La LEP établit le Comité sur la situation des espèces en péril au Canada (COSEPAC) comme organisme consultatif scientifique indépendant sur la situation des espèces en péril. Le rôle principal du Comité est d'évaluer le niveau de risque des espèces sauvages selon la meilleure information accessible sur la situation biologique de l'espèce en question, y compris les données scientifiques, ainsi que les connaissances traditionnelles autochtones et celles des collectivités. Cette évaluation est fondée sur des facteurs biologiques décrits dans des rapports de situation détaillés et l'application de critères d'évaluation.

En 1999, le COSEPAC a adopté de nouveaux critères d'évaluation quantitatifs, fondés sur les critères élaborés par l'Union mondiale pour la nature (UICN). L'application de ces critères donne lieu à des évaluations plus objectives, cohérentes et facilement explicables.

Après l'adoption des nouveaux critères, le gouvernement a demandé au COSEPAC de réévaluer, à l'aide de ces critères, toutes les espèces précédemment désignées. Ce travail de réévaluation est en cours et n'a pas encore été terminé. L'annexe 1 de la LEP, c'est-à-dire la Liste des espèces en péril, énumère les espèces en péril évaluées par le COSEPAC avant la fin de 2001 (soit comme espèces nouvellement inscrites ou comme réévaluation par le COSEPAC d'espèces déjà inscrites) en utilisant ces nouveaux critères, ainsi que les espèces ajoutées à l'annexe 1 à la suite de la promulgation de la LEP. L'annexe 2 de la LEP comprend les espèces évaluées par le COSEPAC comme étant en voie de disparition ou menacées avant l'adoption des nouveaux critères, et qui, à la fin de 2001, n'avaient pas fait l'objet d'une réévaluation par le Comité. Au moment de la promulgation de la Loi, l'annexe 2 contenait 39 espèces.

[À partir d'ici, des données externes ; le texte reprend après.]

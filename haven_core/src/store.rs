//! Key-value persistence for journal data.
//!
//! Values are arbitrary JSON documents addressed by a string key. The file
//! backend keeps one `<key>.json` per key and uses file locking plus atomic
//! rename so concurrent CLI invocations never observe a half-written value.

use crate::{Error, Result};
use fs2::FileExt;
use serde::de::DeserializeOwned;
use serde::Serialize;
use serde_json::Value;
use std::collections::HashMap;
use std::fs::File;
use std::io::{Read, Write};
use std::path::{Path, PathBuf};
use tempfile::NamedTempFile;

/// Well-known storage keys
pub mod keys {
    pub const MOOD_LOGS: &str = "mood_logs";
    pub const TECHNIQUE_USAGE: &str = "technique_usage";
    pub const SAFETY_PLAN: &str = "safety_plan";
    pub const USER_PREFERENCES: &str = "user_preferences";
    pub const CONVERSATION_HISTORY: &str = "conversation_history";
    pub const MEDICATION_REMINDERS: &str = "medication_reminders";

    pub const ALL: &[&str] = &[
        MOOD_LOGS,
        TECHNIQUE_USAGE,
        SAFETY_PLAN,
        USER_PREFERENCES,
        CONVERSATION_HISTORY,
        MEDICATION_REMINDERS,
    ];
}

/// Get/set/remove of JSON values by key
pub trait KeyValueStore {
    /// Returns `None` when nothing is stored under `key`
    fn get_raw(&self, key: &str) -> Result<Option<Value>>;
    fn set_raw(&mut self, key: &str, value: &Value) -> Result<()>;
    /// Removing a missing key is not an error
    fn remove(&mut self, key: &str) -> Result<()>;
}

/// Typed helpers available on every [`KeyValueStore`]
pub trait KeyValueStoreExt: KeyValueStore {
    fn get<T: DeserializeOwned>(&self, key: &str) -> Result<Option<T>> {
        match self.get_raw(key)? {
            Some(value) => Ok(Some(serde_json::from_value(value)?)),
            None => Ok(None),
        }
    }

    fn set<T: Serialize>(&mut self, key: &str, value: &T) -> Result<()> {
        let value = serde_json::to_value(value)?;
        self.set_raw(key, &value)
    }
}

impl<S: KeyValueStore + ?Sized> KeyValueStoreExt for S {}

// ============================================================================
// File Store
// ============================================================================

/// Directory-backed store, one JSON file per key
pub struct JsonFileStore {
    dir: PathBuf,
}

impl JsonFileStore {
    pub fn new(dir: impl Into<PathBuf>) -> Self {
        Self { dir: dir.into() }
    }

    pub fn dir(&self) -> &Path {
        &self.dir
    }

    fn path_for(&self, key: &str) -> Result<PathBuf> {
        validate_key(key)?;
        Ok(self.dir.join(format!("{}.json", key)))
    }
}

/// Keys become file names, so only `[A-Za-z0-9_-]` is accepted
fn validate_key(key: &str) -> Result<()> {
    if key.is_empty() {
        return Err(Error::Store("empty key".into()));
    }
    if !key
        .chars()
        .all(|c| c.is_ascii_alphanumeric() || c == '_' || c == '-')
    {
        return Err(Error::Store(format!("invalid key '{}'", key)));
    }
    Ok(())
}

impl KeyValueStore for JsonFileStore {
    /// A file that cannot be parsed logs a warning and reads as missing.
    fn get_raw(&self, key: &str) -> Result<Option<Value>> {
        let path = self.path_for(key)?;
        if !path.exists() {
            tracing::debug!("No value stored for key '{}'", key);
            return Ok(None);
        }

        let file = File::open(&path)?;

        // Acquire shared lock for reading
        file.lock_shared()?;

        let mut contents = String::new();
        let mut reader = std::io::BufReader::new(&file);
        if let Err(e) = reader.read_to_string(&mut contents) {
            let _ = file.unlock();
            return Err(Error::Io(e));
        }

        file.unlock()?;

        match serde_json::from_str::<Value>(&contents) {
            Ok(value) => {
                tracing::debug!("Loaded key '{}' from {:?}", key, path);
                Ok(Some(value))
            }
            Err(e) => {
                tracing::warn!(
                    "Failed to parse stored value {:?}: {}. Treating as missing.",
                    path,
                    e
                );
                Ok(None)
            }
        }
    }

    /// Atomically writes the value by:
    /// 1. Writing to a temp file in the store directory
    /// 2. Syncing to disk
    /// 3. Renaming over the original
    fn set_raw(&mut self, key: &str, value: &Value) -> Result<()> {
        let path = self.path_for(key)?;
        std::fs::create_dir_all(&self.dir)?;

        let temp = NamedTempFile::new_in(&self.dir)?;

        // Held until the contents are synced
        temp.as_file().lock_exclusive()?;

        {
            let mut writer = std::io::BufWriter::new(temp.as_file());
            let contents = serde_json::to_string(value)?;
            writer.write_all(contents.as_bytes())?;
            writer.flush()?;
        }

        temp.as_file().sync_all()?;
        temp.as_file().unlock()?;

        temp.persist(&path).map_err(|e| Error::Io(e.error))?;

        tracing::debug!("Saved key '{}' to {:?}", key, path);
        Ok(())
    }

    fn remove(&mut self, key: &str) -> Result<()> {
        let path = self.path_for(key)?;
        match std::fs::remove_file(&path) {
            Ok(()) => {
                tracing::debug!("Removed key '{}'", key);
                Ok(())
            }
            Err(e) if e.kind() == std::io::ErrorKind::NotFound => Ok(()),
            Err(e) => Err(Error::Io(e)),
        }
    }
}

// ============================================================================
// Memory Store
// ============================================================================

/// In-memory store; nothing survives the process
#[derive(Debug, Default, Clone)]
pub struct MemoryStore {
    values: HashMap<String, Value>,
}

impl MemoryStore {
    pub fn new() -> Self {
        Self::default()
    }
}

impl KeyValueStore for MemoryStore {
    fn get_raw(&self, key: &str) -> Result<Option<Value>> {
        Ok(self.values.get(key).cloned())
    }

    fn set_raw(&mut self, key: &str, value: &Value) -> Result<()> {
        self.values.insert(key.to_string(), value.clone());
        Ok(())
    }

    fn remove(&mut self, key: &str) -> Result<()> {
        self.values.remove(key);
        Ok(())
    }
}

#[cfg(test)]
mod tests {
    use super::*;
    use serde_json::json;

    #[test]
    fn test_save_and_load_roundtrip() {
        let temp_dir = tempfile::tempdir().unwrap();
        let mut store = JsonFileStore::new(temp_dir.path().join("store"));

        store
            .set(keys::USER_PREFERENCES, &json!({ "dark_mode": true }))
            .unwrap();

        let loaded: Option<Value> = store.get(keys::USER_PREFERENCES).unwrap();
        assert_eq!(loaded, Some(json!({ "dark_mode": true })));
    }

    #[test]
    fn test_load_missing_returns_none() {
        let temp_dir = tempfile::tempdir().unwrap();
        let store = JsonFileStore::new(temp_dir.path());

        assert!(store.get_raw(keys::MOOD_LOGS).unwrap().is_none());
    }

    #[test]
    fn test_corrupted_value_reads_as_missing() {
        let temp_dir = tempfile::tempdir().unwrap();
        std::fs::write(temp_dir.path().join("mood_logs.json"), "{ invalid json }").unwrap();

        let store = JsonFileStore::new(temp_dir.path());
        assert!(store.get_raw(keys::MOOD_LOGS).unwrap().is_none());
    }

    #[test]
    fn test_remove() {
        let temp_dir = tempfile::tempdir().unwrap();
        let mut store = JsonFileStore::new(temp_dir.path());

        store.set(keys::SAFETY_PLAN, &json!({})).unwrap();
        store.remove(keys::SAFETY_PLAN).unwrap();
        assert!(store.get_raw(keys::SAFETY_PLAN).unwrap().is_none());

        // Removing again is fine
        store.remove(keys::SAFETY_PLAN).unwrap();
    }

    #[test]
    fn test_rejects_path_like_keys() {
        let temp_dir = tempfile::tempdir().unwrap();
        let mut store = JsonFileStore::new(temp_dir.path());

        assert!(matches!(
            store.set_raw("../escape", &json!(1)),
            Err(Error::Store(_))
        ));
        assert!(matches!(store.get_raw(""), Err(Error::Store(_))));
    }

    #[test]
    fn test_atomic_save_leaves_no_temp_files() {
        let temp_dir = tempfile::tempdir().unwrap();
        let mut store = JsonFileStore::new(temp_dir.path());

        store.set(keys::MOOD_LOGS, &json!([1, 2, 3])).unwrap();
        store.set(keys::MOOD_LOGS, &json!([4])).unwrap();

        let extras: Vec<_> = std::fs::read_dir(temp_dir.path())
            .unwrap()
            .filter_map(|e| e.ok())
            .filter(|e| e.file_name() != "mood_logs.json")
            .collect();
        assert!(
            extras.is_empty(),
            "Expected only mood_logs.json, found extras: {:?}",
            extras
        );
        assert_eq!(store.get_raw(keys::MOOD_LOGS).unwrap(), Some(json!([4])));
    }

    #[test]
    fn test_typed_get_mismatch_is_error() {
        let mut store = MemoryStore::new();
        store.set(keys::MOOD_LOGS, &json!("not a list")).unwrap();

        let result: Result<Option<Vec<u8>>> = store.get(keys::MOOD_LOGS);
        assert!(matches!(result, Err(Error::Json(_))));
    }

    #[test]
    fn test_memory_store_through_trait_object() {
        let mut store = MemoryStore::new();
        let dyn_store: &mut dyn KeyValueStore = &mut store;

        dyn_store.set("count", &3u32).unwrap();
        let count: Option<u32> = dyn_store.get("count").unwrap();
        assert_eq!(count, Some(3));
    }
}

En juin 2003, le gouverneur en conseil, sur recommandation du ministre de l'Environnement, a prolongé au moyen d'un décret le délai accordé au COSEPAC pour réévaluer les espèces qui demeurent à l'annexe 2. Cette prorogation prendra fin le 5 juin 2006. Si la prorogation n'avait pas été accordée, on aurait jugé que les espèces de l'annexe 2 avaient été évaluées à leurs niveaux d'origine par le COSEPAC et qu'elles étaient admissibles à l'ajout à l'annexe 1 dans les 30 jours suivant l'entrée en vigueur de l'article 130 de la LEP.

Le COSEPAC a déjà réévalué 36 des 39 espèces qui étaient inscrites à l'annexe 2 LEP au moment de la promulgation de celle-ci. À l'heure actuelle, il reste trois espèces à l'annexe 2, notamment deux poissons, le cisco à nageoires noires et le chabot de profondeur (population des Grands Lacs), et un reptile, la couleuvre d'eau du lac Érié. Le cisco à nageoires noires et le chabot de profondeur (population des Grands Lacs) sont désignés à la catégorie « menacée » et la couleuvre d'eau du lac Érié est désignée à la catégorie « en voie de disparition » en vertu de l'annexe 2 de la LEP. Ces espèces doivent être réévaluées, car l'information contenue dans les rapports de situation date de presque vingt ans.

Le COSEPAC est en train de mettre à jour les rapports de situation de ces trois espèces en se fondant sur la meilleure et la plus récente information scientifique accessible et sur les connaissances traditionnelles autochtones, afin d'effectuer des réévaluations précises. Cependant, la réévaluation de ces trois espèces pourrait ne pas être terminée avant la fin du décret de prorogation actuel. Le cas échéant, ces espèces seraient considérées comme classées par le COSEPAC de la même façon qu'elles le sont actuellement dans l'annexe 2 et deviendraient admissibles à l'ajout à l'annexe 1 de la LEP.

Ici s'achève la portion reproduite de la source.